**Problem description:** Copy out the listing exactly.

================================

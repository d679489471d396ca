//! `show interfaces <name>`, reduced to what VLAN migrations need.

use super::template::{self, Record, field};
use crate::error::{ParseError, Result};

/// How frames on an interface are encapsulated.
#[derive(Debug, Clone, PartialEq, Eq)]
pub enum Encapsulation {
    /// 802.1Q tagging; `second` is set for QinQ.
    Dot1q { first: u16, second: Option<u16> },
    /// Anything else, lower-cased (`arpa`, `loopback`, ...).
    Other(String),
}

/// Status and encapsulation of one interface.
#[derive(Debug, Clone, PartialEq, Eq)]
pub struct InterfaceDetail {
    pub name: String,
    /// `up`, `down`, or `administratively down`.
    pub oper_status: String,
    pub line_protocol: String,
    pub encapsulation: Option<Encapsulation>,
}

impl InterfaceDetail {
    /// Outer 802.1Q tag, if the interface is dot1Q-encapsulated.
    pub fn dot1q_vlan(&self) -> Option<u16> {
        match self.encapsulation {
            Some(Encapsulation::Dot1q { first, .. }) => Some(first),
            _ => None,
        }
    }
}

pub fn command(name: &str) -> String {
    format!("show interfaces {name}")
}

/// Parse the output for a single interface.
pub fn parse(output: &str) -> Result<InterfaceDetail> {
    let rows = template::records("show interfaces", template::SHOW_INTERFACES, output)?;
    let row = rows.first().ok_or_else(|| missing("interface header"))?;
    let name = field(row, "interface").ok_or_else(|| missing("interface header"))?;

    Ok(InterfaceDetail {
        name: name.to_string(),
        oper_status: field(row, "oper_status")
            .unwrap_or_default()
            .split_whitespace()
            .collect::<Vec<_>>()
            .join(" "),
        line_protocol: field(row, "line_protocol").unwrap_or_default().to_string(),
        encapsulation: encapsulation(row)?,
    })
}

/// `802.1Q` and `QinQ` carry their tags in separate values; anything else
/// is reported by name.
fn encapsulation(row: &Record) -> Result<Option<Encapsulation>> {
    let Some(kind) = field(row, "encapsulation") else {
        return Ok(None);
    };
    let tags = match kind {
        "802.1Q" => (
            number(field(row, "vlan_id"))?.ok_or_else(|| missing("dot1Q VLAN ID"))?,
            number(field(row, "second_dot1q"))?,
        ),
        "QinQ" => (
            number(field(row, "outer_id"))?.ok_or_else(|| missing("outer VLAN ID"))?,
            number(field(row, "inner_id"))?,
        ),
        other => return Ok(Some(Encapsulation::Other(other.to_ascii_lowercase()))),
    };
    Ok(Some(Encapsulation::Dot1q {
        first: tags.0,
        second: tags.1,
    }))
}

fn number(value: Option<&str>) -> Result<Option<u16>> {
    let Some(digits) = value else {
        return Ok(None);
    };
    digits.parse().map(Some).map_err(|_| {
        ParseError::InvalidNumber {
            command: "show interfaces".to_string(),
            value: digits.to_string(),
        }
        .into()
    })
}

fn missing(what: &str) -> crate::Error {
    ParseError::Missing {
        command: "show interfaces".to_string(),
        what: what.to_string(),
    }
    .into()
}

#[cfg(test)]
mod tests {
    use super::*;

    #[test]
    fn test_dot1q_subinterface() {
        let output = "\
GigabitEthernet0/0.1 is up, line protocol is up 
  Hardware is iGbE, address is 5254.0012.3456 (bia 5254.0012.3456)
  Internet address is 10.1.1.1/24
  MTU 1500 bytes, BW 1000000 Kbit/sec, DLY 10 usec,
     reliability 255/255, txload 1/255, rxload 1/255
  Encapsulation 802.1Q Virtual LAN, Vlan ID  1.
  ARP type: ARPA, ARP Timeout 04:00:00
";
        let detail = parse(output).unwrap();
        assert_eq!(detail.name, "GigabitEthernet0/0.1");
        assert_eq!(detail.oper_status, "up");
        assert_eq!(detail.line_protocol, "up");
        assert_eq!(
            detail.encapsulation,
            Some(Encapsulation::Dot1q {
                first: 1,
                second: None
            })
        );
        assert_eq!(detail.dot1q_vlan(), Some(1));
    }

    #[test]
    fn test_qinq_subinterface() {
        let output = "\
GigabitEthernet0/1.300 is administratively down, line protocol is down
  Encapsulation QinQ Virtual LAN, outer ID  300, inner ID 42
";
        let detail = parse(output).unwrap();
        assert_eq!(detail.oper_status, "administratively down");
        assert_eq!(
            detail.encapsulation,
            Some(Encapsulation::Dot1q {
                first: 300,
                second: Some(42)
            })
        );
    }

    #[test]
    fn test_arpa() {
        let output = "\
GigabitEthernet0/0 is up, line protocol is up
  Encapsulation ARPA, loopback not set
";
        let detail = parse(output).unwrap();
        assert_eq!(
            detail.encapsulation,
            Some(Encapsulation::Other("arpa".to_string()))
        );
        assert_eq!(detail.dot1q_vlan(), None);
    }

    #[test]
    fn test_second_dot1q_and_out_of_range_tag() {
        let output = "\
GigabitEthernet0/0.5 is up, line protocol is up
  Encapsulation 802.1Q Virtual LAN, Vlan ID  5, second-dot1q 77
";
        let detail = parse(output).unwrap();
        assert_eq!(
            detail.encapsulation,
            Some(Encapsulation::Dot1q {
                first: 5,
                second: Some(77)
            })
        );

        let output = "\
GigabitEthernet0/0.5 is up, line protocol is up
  Encapsulation 802.1Q Virtual LAN, Vlan ID  99999.
";
        assert!(parse(output).is_err());
    }

    #[test]
    fn test_garbage() {
        assert!(parse("").is_err());
        assert!(parse("% Invalid input detected").is_err());
    }
}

================================

**Exercise output:**
repository d679489471d396ca
//! `show interfaces <name>`, reduced to what VLAN migrations need.

use super::template::{self, Record, field};
use crate::error::{ParseError, Result};

/// How frames on an interface are encapsulated.
#[derive(Debug, Clone, PartialEq, Eq)]
pub enum Encapsulation {
    /// 802.1Q tagging; `second` is set for QinQ.
    Dot1q { first: u16, second: Option<u16> },
    /// Anything else, lower-cased (`arpa`, `loopback`, ...).
    Other(String),
}

/// Status and encapsulation of one interface.
#[derive(Debug, Clone, PartialEq, Eq)]
pub struct InterfaceDetail {
    pub name: String,
    /// `up`, `down`, or `administratively down`.
    pub oper_status: String,
    pub line_protocol: String,
    pub encapsulation: Option<Encapsulation>,
}

impl InterfaceDetail {
    /// Outer 802.1Q tag, if the interface is dot1Q-encapsulated.
    pub fn dot1q_vlan(&self) -> Option<u16> {
        match self.encapsulation {
            Some(Encapsulation::Dot1q { first, .. }) => Some(first),
            _ => None,
        }
    }
}

pub fn command(name: &str) -> String {
    format!("show interfaces {name}")
}

/// Parse the output for a single interface.
pub fn parse(output: &str) -> Result<InterfaceDetail> {
    let rows = template::records("show interfaces", template::SHOW_INTERFACES, output)?;
    let row = rows.first().ok_or_else(|| missing("interface header"))?;
    let name = field(row, "interface").ok_or_else(|| missing("interface header"))?;

    Ok(InterfaceDetail {
        name: name.to_string(),
        oper_status: field(row, "oper_status")
            .unwrap_or_default()
            .split_whitespace()
            .collect::<Vec<_>>()
            .join(" "),
        line_protocol: field(row, "line_protocol").unwrap_or_default().to_string(),
        encapsulation: encapsulation(row)?,
    })
}

/// `802.1Q` and `QinQ` carry their tags in separate values; anything else
/// is reported by name.
fn encapsulation(row: &Record) -> Result<Option<Encapsulation>> {
    let Some(kind) = field(row, "encapsulation") else {
        return Ok(None);
    };
    let tags = match kind {
        "802.1Q" => (
            number(field(row, "vlan_id"))?.ok_or_else(|| missing("dot1Q VLAN ID"))?,
            number(field(row, "second_dot1q"))?,
        ),
        "QinQ" => (
            number(field(row, "outer_id"))?.ok_or_else(|| missing("outer VLAN ID"))?,
            number(field(row, "inner_id"))?,
        ),
        other => return Ok(Some(Encapsulation::Other(other.to_ascii_lowercase()))),
    };
    Ok(Some(Encapsulation::Dot1q {
        first: tags.0,
        second: tags.1,
    }))
}

fn number(value: Option<&str>) -> Result<Option<u16>> {
    let Some(digits) = value else {
        return Ok(None);
    };
    digits.parse().map(Some).map_err(|_| {
        ParseError::InvalidNumber {
            command: "show interfaces".to_string(),
            value: digits.to_string(),
        }
        .into()
    })
}

fn missing(what: &str) -> crate::Error {
    ParseError::Missing {
        command: "show interfaces".to_string(),
        what: what.to_string(),
    }
    .into()
}

#[cfg(test)]
mod tests {
    use super::*;

    #[test]
    fn test_dot1q_subinterface() {
        let output = "\
GigabitEthernet0/0.1 is up, line protocol is up 
  Hardware is iGbE, address is 5254.0012.3456 (bia 5254.0012.3456)
  Internet address is 10.1.1.1/24
  MTU 1500 bytes, BW 1000000 Kbit/sec, DLY 10 usec,
     reliability 255/255, txload 1/255, rxload 1/255
  Encapsulation 802.1Q Virtual LAN, Vlan ID  1.
  ARP type: ARPA, ARP Timeout 04:00:00
";
        let detail = parse(output).unwrap();
        assert_eq!(detail.name, "GigabitEthernet0/0.1");
        assert_eq!(detail.oper_status, "up");
        assert_eq!(detail.line_protocol, "up");
        assert_eq!(
            detail.encapsulation,
            Some(Encapsulation::Dot1q {
                first: 1,
                second: None
            })
        );
        assert_eq!(detail.dot1q_vlan(), Some(1));
    }

    #[test]
    fn test_qinq_subinterface() {
        let output = "\
GigabitEthernet0/1.300 is administratively down, line protocol is down
  Encapsulation QinQ Virtual LAN, outer ID  300, inner ID 42
";
        let detail = parse(output).unwrap();
        assert_eq!(detail.oper_status, "administratively down");
        assert_eq!(
            detail.encapsulation,
            Some(Encapsulation::Dot1q {
                first: 300,
                second: Some(42)
            })
        );
    }

    #[test]
    fn test_arpa() {
        let output = "\
GigabitEthernet0/0 is up, line protocol is up
  Encapsulation ARPA, loopback not set
";
        let detail = parse(output).unwrap();
        assert_eq!(
            detail.encapsulation,
            Some(Encapsulation::Other("arpa".to_string()))
        );
        assert_eq!(detail.dot1q_vlan(), None);
    }

    #[test]
    fn test_second_dot1q_and_out_of_range_tag() {
        let output = "\
GigabitEthernet0/0.5 is up, line protocol is up
  Encapsulation 802.1Q Virtual LAN, Vlan ID  5, second-dot1q 77
";
        let detail = parse(output).unwrap();
        assert_eq!(
            detail.encapsulation,
            Some(Encapsulation::Dot1q {
                first: 5,
                second: Some(77)
            })
        );

        let output = "\
GigabitEthernet0/0.5 is up, line protocol is up
  Encapsulation 802.1Q Virtual LAN, Vlan ID  99999.
";
        assert!(parse(output).is_err());
    }

    #[test]
    fn test_garbage() {
        assert!(parse("").is_err());
        assert!(parse("% Invalid input detected").is_err());
    }
}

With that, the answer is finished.